**The data**
//! Board state and move simulation.
//!
//! Every move is expressed as a left-slide on rows: vertical moves transpose
//! first, moves toward the high end reverse each row first, and the
//! transforms are undone afterwards in reverse order.

use rand::Rng;
use std::fmt;

pub const BOARD_SIZE: usize = 4;
pub const CELL_COUNT: usize = BOARD_SIZE * BOARD_SIZE;

/// A direction to slide the tiles. `None` leaves the board untouched.
#[derive(Clone, Copy, Debug, PartialEq, Eq, Hash)]
pub enum Move {
    Up,
    Down,
    Left,
    Right,
    None,
}

impl Move {
    /// Every move, in candidate order.
    pub const ALL: [Move; 5] = [Move::Up, Move::Down, Move::Left, Move::Right, Move::None];

    /// The four moves that can change a board.
    pub const SLIDES: [Move; 4] = [Move::Up, Move::Down, Move::Left, Move::Right];
}

impl fmt::Display for Move {
    fn fmt(&self, f: &mut fmt::Formatter<'_>) -> fmt::Result {
        match self {
            Move::Up => write!(f, "UP"),
            Move::Down => write!(f, "DOWN"),
            Move::Left => write!(f, "LEFT"),
            Move::Right => write!(f, "RIGHT"),
            Move::None => write!(f, "NONE"),
        }
    }
}

/// 4x4 board of tile values in row-major order; 0 is an empty cell.
#[derive(Clone, Copy, Debug, Default, PartialEq, Eq, Hash)]
pub struct Board([u32; CELL_COUNT]);

impl Board {
    pub const EMPTY: Board = Board([0; CELL_COUNT]);

    pub fn new(cells: [u32; CELL_COUNT]) -> Self {
        Board(cells)
    }

    pub fn cells(&self) -> &[u32; CELL_COUNT] {
        &self.0
    }

    pub fn sum(&self) -> u64 {
        self.0.iter().map(|&v| v as u64).sum()
    }

    pub fn count_empty(&self) -> usize {
        self.0.iter().filter(|&&v| v == 0).count()
    }

    pub fn count_nonzero(&self) -> usize {
        CELL_COUNT - self.count_empty()
    }

    /// True when no move changes the board.
    pub fn is_game_over(&self) -> bool {
        Move::SLIDES.iter().all(|&m| simulate(self, m) == *self)
    }

    /// Places a 2 (90%) or 4 (10%) in a random empty cell.
    ///
    /// A full board is returned unchanged.
    pub fn with_random_tile<R: Rng + ?Sized>(&self, rng: &mut R) -> Self {
        let empty = self.count_empty();
        if empty == 0 {
            return *self;
        }
        let target = rng.gen_range(0..empty);
        let value = if rng.gen_bool(0.9) { 2 } else { 4 };

        let mut cells = self.0;
        if let Some(cell) = cells.iter_mut().filter(|v| **v == 0).nth(target) {
            *cell = value;
        }
        Board(cells)
    }
}

impl fmt::Display for Board {
    fn fmt(&self, f: &mut fmt::Formatter<'_>) -> fmt::Result {
        for (i, row) in self.0.chunks(BOARD_SIZE).enumerate() {
            if i > 0 {
                writeln!(f)?;
            }
            let cells: Vec<String> = row.iter().map(|v| format!("{:>5}", v)).collect();
            write!(f, "{}", cells.join(""))?;
        }
        Ok(())
    }
}

/// Board after `mv`, without spawning a tile.
pub fn simulate(board: &Board, mv: Move) -> Board {
    simulate_scored(board, mv).0
}

/// Board after `mv` and the sum of the tiles created by merges.
pub fn simulate_scored(board: &Board, mv: Move) -> (Board, u32) {
    let (vertical, reversed) = match mv {
        Move::None => return (*board, 0),
        Move::Left => (false, false),
        Move::Right => (false, true),
        Move::Up => (true, false),
        Move::Down => (true, true),
    };

    let mut cells = board.0;
    if vertical {
        cells = transpose(cells);
    }
    if reversed {
        reverse_rows(&mut cells);
    }

    let mut score = 0u32;
    for row in cells.chunks_exact_mut(BOARD_SIZE) {
        slide(row);
        score = score.saturating_add(merge(row));
        slide(row);
    }

    if reversed {
        reverse_rows(&mut cells);
    }
    if vertical {
        cells = transpose(cells);
    }

    (Board(cells), score)
}

fn transpose(cells: [u32; CELL_COUNT]) -> [u32; CELL_COUNT] {
    let mut out = [0; CELL_COUNT];
    for row in 0..BOARD_SIZE {
        for col in 0..BOARD_SIZE {
            out[col * BOARD_SIZE + row] = cells[row * BOARD_SIZE + col];
        }
    }
    out
}

fn reverse_rows(cells: &mut [u32; CELL_COUNT]) {
    for row in cells.chunks_exact_mut(BOARD_SIZE) {
        row.reverse();
    }
}

/// Packs nonzero values to the front, keeping their order.
fn slide(row: &mut [u32]) {
    let mut target = 0;
    for i in 0..row.len() {
        if row[i] != 0 {
            row.swap(target, i);
            target += 1;
        }
    }
}

/// Merges equal neighbors once, left to right. Expects a slid row.
fn merge(row: &mut [u32]) -> u32 {
    let mut score = 0u32;
    for i in 0..row.len() - 1 {
        if row[i] != 0 && row[i] == row[i + 1] {
            row[i] = row[i].saturating_mul(2);
            row[i + 1] = 0;
            score = score.saturating_add(row[i]);
        }
    }
    score
}

#[cfg(test)]
mod tests {
    use super::*;
    use rand::rngs::StdRng;
    use rand::{Rng, SeedableRng};

    fn board(cells: [u32; 16]) -> Board {
        Board::new(cells)
    }

    #[test]
    fn test_left_merges_once_per_pair() {
        let b = board([2, 2, 2, 2, 4, 0, 4, 8, 2, 2, 4, 0, 0, 0, 0, 2]);
        let (after, score) = simulate_scored(&b, Move::Left);
        assert_eq!(
            after,
            board([4, 4, 0, 0, 8, 8, 0, 0, 4, 4, 0, 0, 2, 0, 0, 0])
        );
        assert_eq!(score, 4 + 4 + 8 + 4);
    }

    #[test]
    fn test_right_merges_from_the_far_end() {
        let b = board([2, 2, 2, 0, 0, 0, 0, 0, 0, 0, 0, 0, 0, 0, 0, 0]);
        assert_eq!(
            simulate(&b, Move::Right),
            board([0, 0, 2, 4, 0, 0, 0, 0, 0, 0, 0, 0, 0, 0, 0, 0])
        );
    }

    #[test]
    fn test_row_slides_then_merges() {
        let b = board([2, 0, 2, 4, 0, 0, 0, 0, 0, 0, 0, 0, 0, 0, 0, 0]);
        assert_eq!(
            simulate(&b, Move::Left),
            board([4, 4, 0, 0, 0, 0, 0, 0, 0, 0, 0, 0, 0, 0, 0, 0])
        );
    }

    #[test]
    fn test_two_cell_left_and_right() {
        let b = board([2, 2, 0, 0, 0, 0, 0, 0, 0, 0, 0, 0, 0, 0, 0, 0]);
        assert_eq!(
            simulate(&b, Move::Left),
            board([4, 0, 0, 0, 0, 0, 0, 0, 0, 0, 0, 0, 0, 0, 0, 0])
        );
        assert_eq!(
            simulate(&b, Move::Right),
            board([0, 0, 0, 4, 0, 0, 0, 0, 0, 0, 0, 0, 0, 0, 0, 0])
        );
    }

    #[test]
    fn test_vertical_moves() {
        let b = board([2, 0, 0, 0, 2, 0, 0, 0, 4, 0, 0, 0, 0, 0, 0, 8]);
        assert_eq!(
            simulate(&b, Move::Up),
            board([4, 0, 0, 8, 4, 0, 0, 0, 0, 0, 0, 0, 0, 0, 0, 0])
        );
        assert_eq!(
            simulate(&b, Move::Down),
            board([0, 0, 0, 0, 0, 0, 0, 0, 4, 0, 0, 0, 4, 0, 0, 8])
        );
    }

    #[test]
    fn test_none_is_identity() {
        let b = board([2, 4, 8, 16, 0, 0, 0, 0, 2, 0, 2, 0, 0, 0, 0, 0]);
        assert_eq!(simulate(&b, Move::None), b);
    }

    #[test]
    fn test_empty_board_never_changes() {
        for mv in Move::ALL {
            assert_eq!(simulate(&Board::EMPTY, mv), Board::EMPTY);
        }
        assert!(Board::EMPTY.is_game_over());
    }

    #[test]
    fn test_merges_conserve_sum() {
        let mut rng = StdRng::seed_from_u64(11);
        let mut b = Board::EMPTY.with_random_tile(&mut rng).with_random_tile(&mut rng);

        for step in 0..200 {
            let mv = Move::SLIDES[step % 4];
            let after = simulate(&b, mv);
            assert_eq!(after.sum(), b.sum());
            assert!(after.count_nonzero() <= b.count_nonzero());

            let (_, score) = simulate_scored(&b, mv);
            // A merge happened exactly when tiles disappeared
            assert_eq!(score > 0, after.count_nonzero() < b.count_nonzero());

            if after != b {
                b = after.with_random_tile(&mut rng);
            }
        }
    }

    #[test]
    fn test_settled_board_is_a_fixed_point() {
        let mut rng = StdRng::seed_from_u64(29);

        for _ in 0..300 {
            let mut b = Board::EMPTY;
            for _ in 0..rng.gen_range(1..=CELL_COUNT) {
                b = b.with_random_tile(&mut rng);
            }
            for mv in Move::SLIDES {
                // A move without merges leaves the board settled along mv
                let (once, score) = simulate_scored(&b, mv);
                if score == 0 {
                    assert_eq!(simulate(&once, mv), once, "{mv} from\n{b}");
                }

                // Every board settles within BOARD_SIZE repeats of a move
                let mut settled = b;
                for _ in 0..BOARD_SIZE {
                    settled = simulate(&settled, mv);
                }
                assert_eq!(simulate(&settled, mv), settled, "{mv} from\n{b}");
                assert_eq!(settled.sum(), b.sum());
            }
        }
    }

    #[test]
    fn test_simulation_is_pure() {
        let b = board([2, 2, 4, 4, 0, 2, 0, 2, 8, 8, 8, 0, 0, 0, 0, 0]);
        for mv in Move::ALL {
            assert_eq!(simulate(&b, mv), simulate(&b, mv));
        }
        assert_eq!(b, board([2, 2, 4, 4, 0, 2, 0, 2, 8, 8, 8, 0, 0, 0, 0, 0]));
    }

    #[test]
    fn test_game_over_detection() {
        let stuck = board([2, 4, 2, 4, 4, 2, 4, 2, 2, 4, 2, 4, 4, 2, 4, 2]);
        assert!(stuck.is_game_over());

        let mergeable = board([2, 2, 4, 8, 4, 8, 16, 32, 8, 16, 32, 64, 16, 32, 64, 128]);
        assert!(!mergeable.is_game_over());
    }

    #[test]
    fn test_random_tile_fills_an_empty_cell() {
        let mut rng = StdRng::seed_from_u64(3);
        let b = board([2, 0, 4, 0, 8, 16, 32, 64, 2, 4, 8, 16, 32, 64, 128, 256]);
        let after = b.with_random_tile(&mut rng);

        assert_eq!(after.count_empty(), 1);
        let placed: Vec<u32> = (0..16)
            .filter(|&i| b.cells()[i] != after.cells()[i])
            .map(|i| after.cells()[i])
            .collect();
        assert_eq!(placed.len(), 1);
        assert!(placed[0] == 2 || placed[0] == 4);

        let full = board([2; 16]);
        assert_eq!(full.with_random_tile(&mut rng), full);
    }

    #[test]
    fn test_display_layout() {
        let b = board([2, 0, 0, 0, 0, 4, 0, 0, 0, 0, 8, 0, 0, 0, 0, 16]);
        let text = b.to_string();
        assert_eq!(text.lines().count(), 4);
        assert!(text.lines().next().unwrap().trim_start().starts_with('2'));
    }
}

**Required action**
Please give back the records exactly as written, beginning at the first line and including the line that holds "pub const CELL_COUNT: usize" as the last.

**Expected output**
//! Board state and move simulation.
//!
//! Every move is expressed as a left-slide on rows: vertical moves transpose
//! first, moves toward the high end reverse each row first, and the
//! transforms are undone afterwards in reverse order.

use rand::Rng;
use std::fmt;

pub const BOARD_SIZE: usize = 4;
pub const CELL_COUNT: usize = BOARD_SIZE * BOARD_SIZE;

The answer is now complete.